# BRIEF:
Take each line of the entries below that contains "amps" and copy it.

[GIVEN ENTRIES — start]

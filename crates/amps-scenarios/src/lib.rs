//! Canonical network layouts and network-file loading for amps-core.
//!
//! The builders produce descriptor lists for the electrical architectures
//! that come up again and again (single-battery feeders, generator channels
//! with TRUs, split-bus systems with cross-ties), both as starting points
//! for real configurations and as rigs for tests and benchmarks. The file
//! module reads whole networks from YAML or JSON.

pub mod builders;
pub mod file;

pub use builders::{dc_channel, dual_channel_with_tie, single_battery_feeder, DcChannelOptions};
pub use file::{load_network_from_path, load_system_from_path, NetworkFile};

[GIVEN ENTRIES — finish]

# YOUR SOLUTION:
filename crates/amps-scenarios/src/lib.rs
//! Canonical network layouts and network-file loading for amps-core.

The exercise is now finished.